----- Record excerpts

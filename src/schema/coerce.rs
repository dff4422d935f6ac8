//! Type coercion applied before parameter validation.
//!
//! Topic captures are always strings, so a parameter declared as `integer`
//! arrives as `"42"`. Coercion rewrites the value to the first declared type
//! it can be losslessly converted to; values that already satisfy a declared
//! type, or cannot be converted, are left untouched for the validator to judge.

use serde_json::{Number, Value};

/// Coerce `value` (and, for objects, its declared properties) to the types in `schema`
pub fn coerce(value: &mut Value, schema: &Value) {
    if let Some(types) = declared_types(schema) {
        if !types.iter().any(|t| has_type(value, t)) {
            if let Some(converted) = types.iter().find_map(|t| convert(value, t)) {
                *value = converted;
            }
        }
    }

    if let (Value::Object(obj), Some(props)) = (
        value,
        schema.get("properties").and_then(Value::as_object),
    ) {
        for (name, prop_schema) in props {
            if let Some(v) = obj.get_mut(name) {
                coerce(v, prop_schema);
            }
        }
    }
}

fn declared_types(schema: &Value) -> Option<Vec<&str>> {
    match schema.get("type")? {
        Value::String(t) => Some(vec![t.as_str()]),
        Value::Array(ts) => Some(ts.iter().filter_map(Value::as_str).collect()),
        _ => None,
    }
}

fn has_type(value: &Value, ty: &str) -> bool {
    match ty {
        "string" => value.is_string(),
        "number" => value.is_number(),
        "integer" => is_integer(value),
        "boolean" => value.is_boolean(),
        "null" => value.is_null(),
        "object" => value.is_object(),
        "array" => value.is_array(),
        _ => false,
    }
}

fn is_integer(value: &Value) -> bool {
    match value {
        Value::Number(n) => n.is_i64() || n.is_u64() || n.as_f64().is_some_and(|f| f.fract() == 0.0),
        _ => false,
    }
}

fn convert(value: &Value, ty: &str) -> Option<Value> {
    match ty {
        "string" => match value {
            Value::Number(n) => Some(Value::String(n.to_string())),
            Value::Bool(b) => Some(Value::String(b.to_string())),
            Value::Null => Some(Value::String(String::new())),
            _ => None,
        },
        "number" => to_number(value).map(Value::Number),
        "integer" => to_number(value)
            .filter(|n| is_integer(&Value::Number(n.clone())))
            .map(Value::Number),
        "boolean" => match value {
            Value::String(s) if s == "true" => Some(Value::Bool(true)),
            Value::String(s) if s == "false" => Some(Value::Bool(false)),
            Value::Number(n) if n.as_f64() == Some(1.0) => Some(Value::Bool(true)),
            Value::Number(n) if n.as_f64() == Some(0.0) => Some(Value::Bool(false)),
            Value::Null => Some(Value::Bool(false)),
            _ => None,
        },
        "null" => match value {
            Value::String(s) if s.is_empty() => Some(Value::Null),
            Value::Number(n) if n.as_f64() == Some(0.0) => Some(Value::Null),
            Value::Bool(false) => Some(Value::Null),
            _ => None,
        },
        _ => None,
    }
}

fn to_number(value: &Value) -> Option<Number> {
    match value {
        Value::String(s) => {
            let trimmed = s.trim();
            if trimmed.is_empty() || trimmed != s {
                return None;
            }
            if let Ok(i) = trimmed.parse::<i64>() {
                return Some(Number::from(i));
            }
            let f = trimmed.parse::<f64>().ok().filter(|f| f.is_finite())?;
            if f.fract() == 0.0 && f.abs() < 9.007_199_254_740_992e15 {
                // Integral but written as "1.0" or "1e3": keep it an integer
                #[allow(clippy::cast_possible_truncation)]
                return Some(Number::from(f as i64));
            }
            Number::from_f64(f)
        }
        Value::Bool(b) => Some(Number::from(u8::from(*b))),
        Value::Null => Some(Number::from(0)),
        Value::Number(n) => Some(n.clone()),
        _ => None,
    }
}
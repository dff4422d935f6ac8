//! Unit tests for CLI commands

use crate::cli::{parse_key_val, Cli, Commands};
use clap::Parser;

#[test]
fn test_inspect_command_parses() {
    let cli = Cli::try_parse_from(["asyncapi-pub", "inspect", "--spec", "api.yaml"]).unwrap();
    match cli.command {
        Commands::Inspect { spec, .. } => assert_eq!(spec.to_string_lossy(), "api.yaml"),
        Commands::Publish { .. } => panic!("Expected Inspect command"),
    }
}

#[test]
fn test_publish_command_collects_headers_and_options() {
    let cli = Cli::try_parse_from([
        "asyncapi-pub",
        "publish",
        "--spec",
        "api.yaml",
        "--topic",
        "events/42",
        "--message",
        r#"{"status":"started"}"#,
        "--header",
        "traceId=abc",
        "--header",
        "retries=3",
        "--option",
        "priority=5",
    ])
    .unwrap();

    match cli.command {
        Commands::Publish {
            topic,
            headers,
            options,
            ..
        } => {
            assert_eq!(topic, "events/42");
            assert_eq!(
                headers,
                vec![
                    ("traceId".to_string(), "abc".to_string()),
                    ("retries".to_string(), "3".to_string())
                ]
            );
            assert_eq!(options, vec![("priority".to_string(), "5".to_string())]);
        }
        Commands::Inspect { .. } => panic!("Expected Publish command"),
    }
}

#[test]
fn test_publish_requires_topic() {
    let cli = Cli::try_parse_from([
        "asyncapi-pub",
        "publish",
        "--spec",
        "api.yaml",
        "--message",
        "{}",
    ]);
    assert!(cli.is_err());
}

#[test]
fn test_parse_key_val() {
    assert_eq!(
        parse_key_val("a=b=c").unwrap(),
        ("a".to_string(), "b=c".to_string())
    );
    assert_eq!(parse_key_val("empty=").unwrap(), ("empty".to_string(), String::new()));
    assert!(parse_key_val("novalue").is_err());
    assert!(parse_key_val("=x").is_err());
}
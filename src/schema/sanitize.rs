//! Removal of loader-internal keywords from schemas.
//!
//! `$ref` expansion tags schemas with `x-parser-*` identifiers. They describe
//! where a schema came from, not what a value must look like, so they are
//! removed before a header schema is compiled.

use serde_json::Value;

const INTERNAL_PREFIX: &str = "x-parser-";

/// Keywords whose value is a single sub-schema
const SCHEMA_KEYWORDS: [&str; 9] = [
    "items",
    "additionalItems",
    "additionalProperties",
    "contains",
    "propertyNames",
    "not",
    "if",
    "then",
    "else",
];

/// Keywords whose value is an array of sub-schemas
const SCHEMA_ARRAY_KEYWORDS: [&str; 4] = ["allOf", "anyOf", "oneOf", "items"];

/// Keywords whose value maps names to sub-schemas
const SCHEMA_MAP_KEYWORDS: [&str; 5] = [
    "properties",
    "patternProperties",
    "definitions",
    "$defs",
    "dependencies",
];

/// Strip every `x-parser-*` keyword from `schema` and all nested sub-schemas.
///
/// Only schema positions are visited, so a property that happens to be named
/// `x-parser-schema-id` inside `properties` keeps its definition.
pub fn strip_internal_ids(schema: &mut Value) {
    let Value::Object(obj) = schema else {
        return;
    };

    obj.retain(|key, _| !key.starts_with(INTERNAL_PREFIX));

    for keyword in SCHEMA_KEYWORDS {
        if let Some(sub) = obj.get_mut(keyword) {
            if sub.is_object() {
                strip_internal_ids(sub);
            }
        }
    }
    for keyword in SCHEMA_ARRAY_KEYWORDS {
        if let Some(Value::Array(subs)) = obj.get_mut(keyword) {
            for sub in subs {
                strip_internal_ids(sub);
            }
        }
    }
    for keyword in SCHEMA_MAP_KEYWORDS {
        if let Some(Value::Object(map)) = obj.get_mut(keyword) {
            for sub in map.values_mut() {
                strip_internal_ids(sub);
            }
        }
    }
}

----------

## Aim of the exercise
The entries shown above should be duplicated exactly.

## Result of this task
filename src/schema/coerce.rs
repository dff4422d935f6ac8
//! Type coercion applied before parameter validation.
//!
//! Topic captures are always strings, so a parameter declared as `integer`
//! arrives as `"42"`. Coercion rewrites the value to the first declared type
//! it can be losslessly converted to; values that already satisfy a declared
//! type, or cannot be converted, are left untouched for the validator to judge.

use serde_json::{Number, Value};

/// Coerce `value` (and, for objects, its declared properties) to the types in `schema`
pub fn coerce(value: &mut Value, schema: &Value) {
    if let Some(types) = declared_types(schema) {
        if !types.iter().any(|t| has_type(value, t)) {
            if let Some(converted) = types.iter().find_map(|t| convert(value, t)) {
                *value = converted;
            }
        }
    }

    if let (Value::Object(obj), Some(props)) = (
        value,
        schema.get("properties").and_then(Value::as_object),
    ) {
        for (name, prop_schema) in props {
            if let Some(v) = obj.get_mut(name) {
                coerce(v, prop_schema);
            }
        }
    }
}

fn declared_types(schema: &Value) -> Option<Vec<&str>> {
    match schema.get("type")? {
        Value::String(t) => Some(vec![t.as_str()]),
        Value::Array(ts) => Some(ts.iter().filter_map(Value::as_str).collect()),
        _ => None,
    }
}

fn has_type(value: &Value, ty: &str) -> bool {
    match ty {
        "string" => value.is_string(),
        "number" => value.is_number(),
        "integer" => is_integer(value),
        "boolean" => value.is_boolean(),
        "null" => value.is_null(),
        "object" => value.is_object(),
        "array" => value.is_array(),
        _ => false,
    }
}

fn is_integer(value: &Value) -> bool {
    match value {
        Value::Number(n) => n.is_i64() || n.is_u64() || n.as_f64().is_some_and(|f| f.fract() == 0.0),
        _ => false,
    }
}

fn convert(value: &Value, ty: &str) -> Option<Value> {
    match ty {
        "string" => match value {
            Value::Number(n) => Some(Value::String(n.to_string())),
            Value::Bool(b) => Some(Value::String(b.to_string())),
            Value::Null => Some(Value::String(String::new())),
            _ => None,
        },
        "number" => to_number(value).map(Value::Number),
        "integer" => to_number(value)
            .filter(|n| is_integer(&Value::Number(n.clone())))
            .map(Value::Number),
        "boolean" => match value {
            Value::String(s) if s == "true" => Some(Value::Bool(true)),
            Value::String(s) if s == "false" => Some(Value::Bool(false)),
            Value::Number(n) if n.as_f64() == Some(1.0) => Some(Value::Bool(true)),
            Value::Number(n) if n.as_f64() == Some(0.0) => Some(Value::Bool(false)),
            Value::Null => Some(Value::Bool(false)),
            _ => None,
        },
        "null" => match value {
            Value::String(s) if s.is_empty() => Some(Value::Null),
            Value::Number(n) if n.as_f64() == Some(0.0) => Some(Value::Null),
            Value::Bool(false) => Some(Value::Null),
            _ => None,
        },
        _ => None,
    }
}

fn to_number(value: &Value) -> Option<Number> {
    match value {
        Value::String(s) => {
            let trimmed = s.trim();
            if trimmed.is_empty() || trimmed != s {
                return None;
            }
            if let Ok(i) = trimmed.parse::<i64>() {
                return Some(Number::from(i));
            }
            let f = trimmed.parse::<f64>().ok().filter(|f| f.is_finite())?;
            if f.fract() == 0.0 && f.abs() < 9.007_199_254_740_992e15 {
                // Integral but written as "1.0" or "1e3": keep it an integer
                #[allow(clippy::cast_possible_truncation)]
                return Some(Number::from(f as i64));
            }
            Number::from_f64(f)
        }
        Value::Bool(b) => Some(Number::from(u8::from(*b))),
        Value::Null => Some(Number::from(0)),
        Value::Number(n) => Some(n.clone()),
        _ => None,
    }
}
repository dff4422d935f6ac8
//! Unit tests for CLI commands

use crate::cli::{parse_key_val, Cli, Commands};
use clap::Parser;

#[test]
fn test_inspect_command_parses() {
    let cli = Cli::try_parse_from(["asyncapi-pub", "inspect", "--spec", "api.yaml"]).unwrap();
    match cli.command {
        Commands::Inspect { spec, .. } => assert_eq!(spec.to_string_lossy(), "api.yaml"),
        Commands::Publish { .. } => panic!("Expected Inspect command"),
    }
}

#[test]
fn test_publish_command_collects_headers_and_options() {
    let cli = Cli::try_parse_from([
        "asyncapi-pub",
        "publish",
        "--spec",
        "api.yaml",
        "--topic",
        "events/42",
        "--message",
        r#"{"status":"started"}"#,
        "--header",
        "traceId=abc",
        "--header",
        "retries=3",
        "--option",
        "priority=5",
    ])
    .unwrap();

    match cli.command {
        Commands::Publish {
            topic,
            headers,
            options,
            ..
        } => {
            assert_eq!(topic, "events/42");
            assert_eq!(
                headers,
                vec![
                    ("traceId".to_string(), "abc".to_string()),
                    ("retries".to_string(), "3".to_string())
                ]
            );
            assert_eq!(options, vec![("priority".to_string(), "5".to_string())]);
        }
        Commands::Inspect { .. } => panic!("Expected Publish command"),
    }
}

#[test]
fn test_publish_requires_topic() {
    let cli = Cli::try_parse_from([
        "asyncapi-pub",
        "publish",
        "--spec",
        "api.yaml",
        "--message",
        "{}",
    ]);
    assert!(cli.is_err());
}

#[test]
fn test_parse_key_val() {
    assert_eq!(
        parse_key_val("a=b=c").unwrap(),
        ("a".to_string(), "b=c".to_string())
    );
    assert_eq!(parse_key_val("empty=").unwrap(), ("empty".to_string(), String::new()));
    assert!(parse_key_val("novalue").is_err());
    assert!(parse_key_val("=x").is_err());
}
filename src/schema/sanitize.rs
//! Removal of loader-internal keywords from schemas.
//!
//! `$ref` expansion tags schemas with `x-parser-*` identifiers. They describe
//! where a schema came from, not what a value must look like, so they are
//! removed before a header schema is compiled.

use serde_json::Value;

const INTERNAL_PREFIX: &str = "x-parser-";

/// Keywords whose value is a single sub-schema
const SCHEMA_KEYWORDS: [&str; 9] = [
    "items",
    "additionalItems",
    "additionalProperties",
    "contains",
    "propertyNames",
    "not",
    "if",
    "then",
    "else",
];

/// Keywords whose value is an array of sub-schemas
const SCHEMA_ARRAY_KEYWORDS: [&str; 4] = ["allOf", "anyOf", "oneOf", "items"];

/// Keywords whose value maps names to sub-schemas
const SCHEMA_MAP_KEYWORDS: [&str; 5] = [
    "properties",
    "patternProperties",
    "definitions",
    "$defs",
    "dependencies",
];

/// Strip every `x-parser-*` keyword from `schema` and all nested sub-schemas.
///
/// Only schema positions are visited, so a property that happens to be named
/// `x-parser-schema-id` inside `properties` keeps its definition.
pub fn strip_internal_ids(schema: &mut Value) {
    let Value::Object(obj) = schema else {
        return;
    };

    obj.retain(|key, _| !key.starts_with(INTERNAL_PREFIX));

    for keyword in SCHEMA_KEYWORDS {
        if let Some(sub) = obj.get_mut(keyword) {
            if sub.is_object() {
                strip_internal_ids(sub);
            }
        }
    }
    for keyword in SCHEMA_ARRAY_KEYWORDS {
        if let Some(Value::Array(subs)) = obj.get_mut(keyword) {
            for sub in subs {
                strip_internal_ids(sub);
            }
        }
    }
    for keyword in SCHEMA_MAP_KEYWORDS {
        if let Some(Value::Object(map)) = obj.get_mut(keyword) {
            for sub in map.values_mut() {
                strip_internal_ids(sub);
            }
        }
    }
}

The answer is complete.